Тяжелый воздух стоял в комнате, и гнетущая тишина господствовала вокруг, покуда следователь Гераклитов готовился начать дергать дверь. Чем более глаза привыкали к полусвету маленькой комнаты, скорее похожей на каморку, тем явственнее рисовалась фигура убитого. Накладывая крючок, я должен был обходить полено, чтобы оставить его для описания при осмотре в прежнем положении и при этом полами своего пальто касаться одной из окоченелых рук старика. Началось дерганье двери, крючок прыгал, но не соскакивал с петли. Иногда дерганье прерывалось, смутно было слышно, что следователь что-то объяснял понятым, затем наступало несколько мгновений тишины, которые начинали казаться целой вечностью.

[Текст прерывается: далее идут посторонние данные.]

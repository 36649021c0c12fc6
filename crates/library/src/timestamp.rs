//! Capture timestamps as reported by cameras and phones.
//!
//! Metadata dates come as `YYYY:MM:DD HH:MM:SS`, optionally followed by a
//! fractional second and a numeric UTC offset (`+02:00`). Many files carry no
//! offset at all, so the wall-clock reading is kept separately from the
//! (optional) offset instead of guessing one.

use crate::error::{Error, ErrorKind, Result};
use exn::ResultExt;
use std::fmt;
use std::str::FromStr;
use time::format_description::BorrowedFormatItem;
use time::macros::format_description;
use time::{Duration, OffsetDateTime, PrimitiveDateTime, UtcOffset};

const BASE: &[BorrowedFormatItem<'_>] = format_description!("[year]:[month]:[day] [hour]:[minute]:[second]");
const FRACTIONAL: &[BorrowedFormatItem<'_>] =
    format_description!("[year]:[month]:[day] [hour]:[minute]:[second].[subsecond]");
const OFFSET: &[BorrowedFormatItem<'_>] = format_description!("[offset_hour sign:mandatory][offset_minute]");
/// Token returned by visual date services.
const COMPACT: &[BorrowedFormatItem<'_>] = format_description!("[year][month][day]_[hour][minute][second]");

/// A wall-clock date-time with nanosecond precision and an optional offset.
///
/// ```
/// use datum_library::Timestamp;
///
/// let ts: Timestamp = "2023:05:01 12:51:23.45+02:00".parse().unwrap();
/// assert_eq!(ts.millisecond(), 450);
/// assert_eq!(ts.offset().map(|o| o.whole_hours()), Some(2));
///
/// let bare: Timestamp = "2023:05:01 12:51:23".parse().unwrap();
/// assert!(bare.offset().is_none());
/// ```
#[derive(Debug, Clone, Copy, PartialEq, Eq, Hash)]
pub struct Timestamp {
    local: PrimitiveDateTime,
    offset: Option<UtcOffset>,
}
impl Timestamp {
    pub fn new(local: PrimitiveDateTime, offset: Option<UtcOffset>) -> Self {
        Self { local, offset }
    }

    /// Parse the compact `YYYYMMDD_HHMMSS` token returned by visual date
    /// services.
    pub fn parse_compact(s: &str) -> Result<Self> {
        let local = PrimitiveDateTime::parse(s.trim(), COMPACT).or_raise(|| ErrorKind::Timestamp(s.to_string()))?;
        Ok(Self { local, offset: None })
    }

    pub fn local(&self) -> PrimitiveDateTime {
        self.local
    }

    pub fn offset(&self) -> Option<UtcOffset> {
        self.offset
    }

    /// Fractional second truncated (not rounded) to milliseconds.
    pub fn millisecond(&self) -> u16 {
        self.local.millisecond()
    }

    /// Shift the wall-clock reading, keeping the offset.
    pub fn checked_add(self, duration: Duration) -> Option<Self> {
        Some(Self {
            local: self.local.checked_add(duration)?,
            ..self
        })
    }

    /// The timestamp as an [`OffsetDateTime`], assuming UTC when no offset
    /// is known. Used for formatting only.
    pub fn assume_utc_if_naive(&self) -> OffsetDateTime {
        self.local.assume_offset(self.offset.unwrap_or(UtcOffset::UTC))
    }
}

impl FromStr for Timestamp {
    type Err = Error;

    fn from_str(s: &str) -> std::result::Result<Self, Self::Err> {
        let trimmed = s.trim();
        let (local, offset) = split_offset(trimmed);
        let format = if local.contains('.') { FRACTIONAL } else { BASE };
        let local = PrimitiveDateTime::parse(local, format).or_raise(|| ErrorKind::Timestamp(s.to_string()))?;
        let offset = match offset {
            Some(offset) => {
                let mut digits = offset.replace(':', "");
                // `+02` is as good as `+0200`.
                if digits.len() == 3 {
                    digits.push_str("00");
                }
                Some(UtcOffset::parse(&digits, OFFSET).or_raise(|| ErrorKind::Timestamp(s.to_string()))?)
            },
            None => None,
        };
        Ok(Self { local, offset })
    }
}

impl From<OffsetDateTime> for Timestamp {
    fn from(datetime: OffsetDateTime) -> Self {
        Self {
            local: PrimitiveDateTime::new(datetime.date(), datetime.time()),
            offset: Some(datetime.offset()),
        }
    }
}

impl fmt::Display for Timestamp {
    fn fmt(&self, f: &mut fmt::Formatter<'_>) -> fmt::Result {
        write!(f, "{}", self.local)?;
        if let Some(offset) = self.offset {
            write!(f, " {offset}")?;
        }
        Ok(())
    }
}

/// Dates use `:` between fields, so the only sign in the string belongs to
/// the offset.
fn split_offset(s: &str) -> (&str, Option<&str>) {
    match s.rfind(['+', '-']) {
        Some(index) if index > 0 => (&s[..index], Some(&s[index..])),
        _ => (s, None),
    }
}
//! Storage backends for the organizer.
//!
//! Every path handled by this crate is relative to the backend root (the
//! organizer's working directory) and validated with [`validate_path`] before
//! it touches anything. The [`StorageBackend`] trait is both the filesystem
//! probe used while planning a placement and the mutation surface used while
//! executing it.

pub mod backend;
pub mod error;
mod file;
mod path;

pub use crate::backend::{Entry, StorageBackend, Walk};
pub use crate::file::FileInfo;
pub use crate::path::validate as validate_path;
use std::sync::Arc;

pub type BackendHandle = Arc<dyn StorageBackend + Send + Sync>;
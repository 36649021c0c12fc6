//! Placement planning: what to do with a file once its target is known.
//!
//! Planning only probes; nothing is moved or deleted here. Content is
//! compared byte-for-byte (sizes first) and only hashed once a name
//! collision has been detected.

pub mod error;

use self::error::{ErrorKind, Result};
use datum_storage::StorageBackend;
use datum_storage::error::ErrorKind as StorageErrorKind;
use derive_more::Display;
use exn::{OptionExt, ResultExt};
use std::ops::Deref;
use std::path::{Path, PathBuf};
use tracing::instrument;

/// Directory (relative to the working directory) for files without a usable
/// timestamp.
pub const INVALID_DIR: &str = "invalid";
/// Directory (relative to the working directory) for same-name, different
/// content files.
pub const DUPLICATES_DIR: &str = "duplicates";
/// Hex digits of the BLAKE3 digest kept in duplicate names.
const HASH_LENGTH: usize = 16;

#[derive(Debug, Clone, Copy, PartialEq, Eq, Display)]
pub enum SkipReason {
    #[display("already in place")]
    AlreadyInPlace,
    #[display("already stored as a duplicate")]
    AlreadyDuplicate,
}

/// The single decision taken for a file.
#[derive(Debug, Clone, PartialEq, Eq)]
pub enum Placement {
    /// Move the file to this (free) path.
    Place(PathBuf),
    Skip(SkipReason),
    /// Move the file to its duplicate slot.
    RenameAsDuplicate { target: PathBuf, hash: String },
    /// The same content already lives at `existing`; delete `source`.
    DeleteIdentical { source: PathBuf, existing: PathBuf },
    /// Move the file under [`INVALID_DIR`]. When the path equals the source,
    /// the file is already there and stays put.
    MarkInvalid(PathBuf),
}

/// Decide what happens to `source` given its synthesized `target`.
///
/// 1. `source == target`: [`Placement::Skip`].
/// 2. Nothing at `target`: [`Placement::Place`].
/// 3. Same bytes at `target`: [`Placement::DeleteIdentical`].
/// 4. Otherwise the file goes to `duplicates/{stem}_{hash}{ext}`, unless
///    that slot is taken too: same bytes there means
///    [`Placement::DeleteIdentical`], different bytes is a
///    [`Conflict`](ErrorKind::Conflict).
#[instrument(skip_all, fields(source = %source.display(), target = %target.display()))]
pub async fn plan(backend: &dyn StorageBackend, source: &Path, target: &Path) -> Result<Placement> {
    if source == target {
        return Ok(Placement::Skip(SkipReason::AlreadyInPlace));
    }
    if !backend.exists(target).await.or_raise(|| ErrorKind::Storage)? {
        return Ok(Placement::Place(target.to_path_buf()));
    }
    if identical(backend, source, target).await? {
        return Ok(Placement::DeleteIdentical { source: source.to_path_buf(), existing: target.to_path_buf() });
    }

    let data = backend.read(source).await.or_raise(|| ErrorKind::Storage)?;
    let hash = content_hash(&data);
    let duplicate = duplicate_path(target, &hash)?;
    tracing::debug!(hash = %hash, duplicate = %duplicate.display(), "Target occupied by different content");
    if duplicate == source {
        return Ok(Placement::Skip(SkipReason::AlreadyDuplicate));
    }
    if backend.exists(&duplicate).await.or_raise(|| ErrorKind::Storage)? {
        if identical(backend, source, &duplicate).await? {
            return Ok(Placement::DeleteIdentical { source: source.to_path_buf(), existing: duplicate });
        }
        exn::bail!(ErrorKind::Conflict(duplicate));
    }
    Ok(Placement::RenameAsDuplicate { target: duplicate, hash })
}

/// Where an unresolved file goes: `invalid/<basename>`. No collision checks.
pub fn plan_unresolved(source: &Path) -> Result<Placement> {
    invalid_path(source).map(Placement::MarkInvalid)
}

pub fn invalid_path(source: &Path) -> Result<PathBuf> {
    let name = source.file_name().ok_or_raise(|| ErrorKind::InvalidTarget(source.to_path_buf()))?;
    Ok(Path::new(INVALID_DIR).join(name))
}

/// First [`HASH_LENGTH`] hex digits of the BLAKE3 digest.
pub fn content_hash(data: &[u8]) -> String {
    let mut hex = blake3::hash(data).to_hex().to_string();
    hex.truncate(HASH_LENGTH);
    hex
}

/// `duplicates/{stem}_{hash}{ext}`, with stem and extension taken from the
/// synthesized target name.
pub fn duplicate_path(target: &Path, hash: &str) -> Result<PathBuf> {
    let stem = target.file_stem().ok_or_raise(|| ErrorKind::InvalidTarget(target.to_path_buf()))?;
    let mut name = stem.to_os_string();
    name.push("_");
    name.push(hash);
    if let Some(extension) = target.extension() {
        name.push(".");
        name.push(extension);
    }
    Ok(Path::new(DUPLICATES_DIR).join(name))
}

/// Byte-identical, checking sizes before reading anything.
async fn identical(backend: &dyn StorageBackend, a: &Path, b: &Path) -> Result<bool> {
    let (left, right) = match (backend.stat(a).await, backend.stat(b).await) {
        (Ok(left), Ok(right)) => (left, right),
        // Something that isn't a file (a directory, say) is never identical.
        (_, Err(e)) if matches!(e.deref(), StorageErrorKind::NotFound(_)) => return Ok(false),
        (Err(e), _) | (_, Err(e)) => return Err(e).or_raise(|| ErrorKind::Storage),
    };
    if left.size != right.size {
        return Ok(false);
    }
    let left = backend.read(a).await.or_raise(|| ErrorKind::Storage)?;
    let right = backend.read(b).await.or_raise(|| ErrorKind::Storage)?;
    Ok(left == right)
}
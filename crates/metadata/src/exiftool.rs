//! [`MetadataService`] backed by the `exiftool` command-line tool.

use crate::error::{ErrorKind, Result};
use crate::record::MetadataRecord;
use crate::MetadataService;
use async_trait::async_trait;
use exn::ResultExt;
use serde_json::{Map, Value};
use std::path::{Component, Path, PathBuf};
use tokio::process::Command;
use tracing::instrument;

/// Runs `exiftool -json -G` once per file.
///
/// Paths passed to [`metadata()`](MetadataService::metadata) are relative to
/// `root`, the same root the storage backend uses.
#[derive(Debug, Clone)]
pub struct ExifTool {
    executable: PathBuf,
    root: PathBuf,
}
impl ExifTool {
    pub fn new(executable: impl Into<PathBuf>, root: impl Into<PathBuf>) -> Self {
        Self {
            executable: executable.into(),
            root: root.into(),
        }
    }

    /// Locate `exiftool` on `PATH`.
    pub fn discover(root: impl Into<PathBuf>) -> Result<Self> {
        match which::which("exiftool") {
            Ok(executable) => {
                tracing::debug!(exiftool = %executable.display(), "Discovered exiftool");
                Ok(Self::new(executable, root))
            },
            Err(_) => {
                tracing::info!("exiftool executable not found in PATH");
                exn::bail!(ErrorKind::ToolNotFound);
            },
        }
    }

    pub fn executable(&self) -> &Path {
        &self.executable
    }

    fn absolute(&self, path: &Path) -> Result<PathBuf> {
        if path.components().any(|c| !matches!(c, Component::Normal(_) | Component::CurDir)) {
            exn::bail!(ErrorKind::InvalidPath(path.to_path_buf()));
        }
        Ok(self.root.join(path))
    }
}

#[async_trait]
impl MetadataService for ExifTool {
    #[instrument(skip(self), fields(path = %path.display()))]
    async fn metadata(&self, path: &Path) -> Result<Vec<MetadataRecord>> {
        let absolute = self.absolute(path)?;
        let output = Command::new(&self.executable)
            .arg("-json")
            .arg("-G")
            .arg(&absolute)
            .output()
            .await
            .or_raise(|| ErrorKind::Io)?;
        // exiftool exits non-zero for partially unreadable files but still
        // reports what it could read.
        if output.stdout.iter().all(u8::is_ascii_whitespace) {
            if output.status.success() {
                return Ok(Vec::new());
            }
            let stderr = String::from_utf8_lossy(&output.stderr).trim().to_string();
            exn::bail!(ErrorKind::ToolFailed(stderr));
        }
        let records = decode(&output.stdout)?;
        tracing::trace!(records = records.len(), "exiftool metadata decoded");
        Ok(records)
    }
}

fn decode(stdout: &[u8]) -> Result<Vec<MetadataRecord>> {
    let objects: Vec<Map<String, Value>> = serde_json::from_slice(stdout).or_raise(|| ErrorKind::Decode)?;
    Ok(objects.into_iter().map(MetadataRecord::from).collect())
}
//! Operator-facing log lines.
//!
//! Every decision the organizer executes is reported as one line naming the
//! action and the paths involved. Where those lines go is up to the caller:
//! [`TracingSink`] forwards them to `tracing`, [`MemorySink`] keeps them.

use std::sync::Mutex;

/// Tracing target used by [`TracingSink`].
pub const TARGET: &str = "datum::organize";

#[derive(Debug, Clone, Copy, PartialEq, Eq, PartialOrd, Ord, Hash)]
pub enum Severity {
    Info,
    Warn,
}

/// Receives log lines. Must tolerate concurrent calls.
pub trait LogSink: Send + Sync {
    fn emit(&self, severity: Severity, message: &str);
}

/// Forwards each line to `tracing`, errors at `warn`.
#[derive(Debug, Default, Clone, Copy)]
pub struct TracingSink;
impl LogSink for TracingSink {
    fn emit(&self, severity: Severity, message: &str) {
        match severity {
            Severity::Info => tracing::info!(target: TARGET, "{message}"),
            Severity::Warn => tracing::warn!(target: TARGET, "{message}"),
        }
    }
}

/// Collects lines in memory, in emission order.
#[derive(Debug, Default)]
pub struct MemorySink {
    lines: Mutex<Vec<(Severity, String)>>,
}
impl MemorySink {
    pub fn new() -> Self {
        Self::default()
    }

    pub fn lines(&self) -> Vec<(Severity, String)> {
        self.lines.lock().map(|lines| lines.clone()).unwrap_or_default()
    }

    /// Only the message text, in emission order.
    pub fn messages(&self) -> Vec<String> {
        self.lines().into_iter().map(|(_, message)| message).collect()
    }
}
impl LogSink for MemorySink {
    fn emit(&self, severity: Severity, message: &str) {
        // A poisoned lock means another thread panicked mid-push; the
        // remaining lines are still worth keeping.
        let mut lines = self.lines.lock().unwrap_or_else(|poisoned| poisoned.into_inner());
        lines.push((severity, message.to_string()));
    }
}
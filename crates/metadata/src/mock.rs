//! In-memory services for testing.

use crate::MetadataService;
use crate::error::{ErrorKind, Result};
use crate::record::MetadataRecord;
use crate::visual::{PageRenderer, VisualDateService};
use async_trait::async_trait;
use std::collections::{HashMap, HashSet};
use std::path::{Path, PathBuf};
use std::sync::atomic::{AtomicUsize, Ordering};

/// Metadata service answering from a fixed table.
///
/// Unknown paths report no records at all; paths registered with
/// [`failing()`](Self::failing) raise [`ErrorKind::ToolFailed`].
#[derive(Debug, Default)]
pub struct MockMetadata {
    records: HashMap<PathBuf, Vec<MetadataRecord>>,
    failing: HashSet<PathBuf>,
    calls: AtomicUsize,
}
impl MockMetadata {
    pub fn new() -> Self {
        Self::default()
    }

    /// Add a record for `path`. Calling this twice for the same path makes
    /// the metadata ambiguous.
    pub fn with(mut self, path: impl Into<PathBuf>, record: MetadataRecord) -> Self {
        self.records.entry(path.into()).or_default().push(record);
        self
    }

    pub fn failing(mut self, path: impl Into<PathBuf>) -> Self {
        self.failing.insert(path.into());
        self
    }

    /// Number of lookups served so far.
    pub fn calls(&self) -> usize {
        self.calls.load(Ordering::Relaxed)
    }
}

#[async_trait]
impl MetadataService for MockMetadata {
    async fn metadata(&self, path: &Path) -> Result<Vec<MetadataRecord>> {
        self.calls.fetch_add(1, Ordering::Relaxed);
        if self.failing.contains(path) {
            exn::bail!(ErrorKind::ToolFailed(format!("mock failure for {}", path.display())));
        }
        Ok(self.records.get(path).cloned().unwrap_or_default())
    }
}

/// How a [`MockVisual`] answers.
#[derive(Debug, Clone)]
pub enum VisualAnswer {
    Token(String),
    Fail,
    /// Panics inside the future, like a misbehaving client library would.
    Panic,
}

/// Visual date service with a canned answer.
#[derive(Debug)]
pub struct MockVisual {
    answer: VisualAnswer,
    seen: std::sync::Mutex<Vec<Vec<u8>>>,
}
impl MockVisual {
    pub fn new(answer: VisualAnswer) -> Self {
        Self {
            answer,
            seen: std::sync::Mutex::default(),
        }
    }

    pub fn returning(token: impl Into<String>) -> Self {
        Self::new(VisualAnswer::Token(token.into()))
    }

    /// Every image handed to the service, in call order.
    pub fn seen(&self) -> Vec<Vec<u8>> {
        self.seen.lock().map(|s| s.clone()).unwrap_or_default()
    }
}

#[async_trait]
impl VisualDateService for MockVisual {
    async fn extract(&self, image: &[u8]) -> Result<String> {
        if let Ok(mut seen) = self.seen.lock() {
            seen.push(image.to_vec());
        }
        match &self.answer {
            VisualAnswer::Token(token) => Ok(token.clone()),
            VisualAnswer::Fail => exn::bail!(ErrorKind::Visual("mock failure".to_string())),
            VisualAnswer::Panic => panic!("MockVisual: deliberate panic"),
        }
    }
}

/// Page renderer that prefixes the document bytes with `rendered:`, or
/// always fails.
#[derive(Debug, Default)]
pub struct MockRenderer {
    fail: bool,
}
impl MockRenderer {
    pub fn new() -> Self {
        Self::default()
    }

    pub fn failing() -> Self {
        Self { fail: true }
    }
}

#[async_trait]
impl PageRenderer for MockRenderer {
    async fn render_first_page(&self, document: &[u8]) -> Result<Vec<u8>> {
        if self.fail {
            exn::bail!(ErrorKind::Render("mock failure".to_string()));
        }
        Ok([b"rendered:".as_slice(), document].concat())
    }
}
use derive_more::{Display, Error};
use std::path::PathBuf;

/// A configuration error with automatic location tracking via [`exn::Exn`].
pub type Error = exn::Exn<ErrorKind>;
/// Result type alias for configuration loading.
pub type Result<T> = std::result::Result<T, Error>;

#[derive(Debug, Display, Error)]
pub enum ErrorKind {
    /// An explicitly requested configuration file does not exist.
    #[display("configuration file not found: {}", _0.display())]
    NotFound(#[error(not(source))] PathBuf),
    #[display("unsupported configuration format: {}", _0.display())]
    UnsupportedFormat(#[error(not(source))] PathBuf),
    /// Merging or deserializing the layered sources failed.
    #[display("invalid configuration: {_0}")]
    Load(#[error(not(source))] String),
    /// A rule's patterns or prefix were rejected. Empty for the default rule.
    #[display("invalid rule for {:?}", _0.display().to_string())]
    Rule(#[error(not(source))] PathBuf),
}

impl ErrorKind {
    /// Returns `true` if retrying might succeed.
    pub fn is_retryable(&self) -> bool {
        false
    }
}
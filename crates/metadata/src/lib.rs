//! Services that tell the organizer when a file was created.
//!
//! [`MetadataService`] reports structured tag metadata (EXIF, QuickTime,
//! filesystem dates) for a file; [`ExifTool`] is the production
//! implementation. The [`visual`] module holds the narrower bytes-in,
//! token-out services used when a file carries no usable metadata.

pub mod error;
mod exiftool;
#[cfg(feature = "mock")]
pub mod mock;
mod record;
pub mod visual;

pub use crate::exiftool::ExifTool;
pub use crate::record::{MetadataRecord, tags};
use crate::error::Result;
use async_trait::async_trait;
use std::path::Path;
use std::sync::Arc;

/// Reports metadata records for a file.
///
/// `path` is relative to the root the service was created with. One record
/// per file is the norm; callers decide what to make of zero or several.
#[async_trait]
pub trait MetadataService: Send + Sync {
    async fn metadata(&self, path: &Path) -> Result<Vec<MetadataRecord>>;
}

pub type MetadataHandle = Arc<dyn MetadataService + Send + Sync>;
//! Metadata Error Types
//!
//! This module provides structured errors using `exn` for automatic location
//! tracking and error tree construction.

use derive_more::{Display, Error};
use std::path::PathBuf;

/// A metadata error with automatic location tracking.
pub type Error = exn::Exn<ErrorKind>;
/// Result type alias for metadata operations.
pub type Result<T> = std::result::Result<T, Error>;

/// Actionable error categories.
///
/// These describe what the caller should *do*, not what went wrong internally.
#[derive(Debug, Display, Error)]
pub enum ErrorKind {
    #[display("exiftool not detected on your system")]
    ToolNotFound,
    /// The external tool exited unsuccessfully without producing output.
    #[display("exiftool failed: {_0}")]
    ToolFailed(#[error(not(source))] String),
    /// Spawning or talking to the external tool failed.
    Io,
    /// Tool output was not the expected JSON shape.
    #[display("could not decode metadata output")]
    Decode,
    /// Paths handed to a service must be relative to its root.
    #[display("invalid path: {}", _0.display())]
    InvalidPath(#[error(not(source))] PathBuf),
    /// The visual date service failed to produce an answer.
    #[display("visual date extraction failed: {_0}")]
    Visual(#[error(not(source))] String),
    /// A document page could not be rendered to an image.
    #[display("page rendering failed: {_0}")]
    Render(#[error(not(source))] String),
}

impl ErrorKind {
    /// Returns `true` if retrying might succeed.
    pub fn is_retryable(&self) -> bool {
        matches!(self, Self::Io | Self::ToolFailed(_))
    }
}
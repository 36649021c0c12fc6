use derive_more::{Display, Error};
use std::path::PathBuf;

/// A command-line error with automatic location tracking via [`exn::Exn`].
pub type Error = exn::Exn<ErrorKind>;
pub type Result<T> = std::result::Result<T, Error>;

#[derive(Debug, Display, Error)]
pub enum ErrorKind {
    #[display("could not load configuration")]
    Config,
    #[display("working directory is not usable: {}", _0.display())]
    WorkingDirectory(#[error(not(source))] PathBuf),
    /// The directory to organize is not inside the working directory.
    #[display("{} is not inside the working directory", _0.display())]
    OutsideWorkingDirectory(#[error(not(source))] PathBuf),
    #[display("exiftool is not available")]
    ExifTool,
    #[display("organizing failed")]
    Organize,
}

Наконец, дерганье прекратилось вовсе, голоса замолкли, и я остался один с убитым стариком. Так прошло минуты две. Затем дерганье возобновилось с новой энергией, и я должен был собрать всю силу самообладания, чтобы не помочь крючку выскочить из петли. Но вот он стал прыгать сильнее, и наконец дверь распахнулась и в мое заточение хлынул поток света. Я был белее старикова халата, и сердце мое усиленно и нервно билось где-то у самого горла, стесняя дыхание и затрудняя речь. Сознание, что я – юный товарищ прокурора – подал пример смелости полицейскому чиновнику, не очень меня радовало, ибо в глубине души я понимал, что, продлись еще одну минуту медлительный опыт над дверью и раздумье пред нею Гераклитова, я бы лежал без чувств в объятиях старика.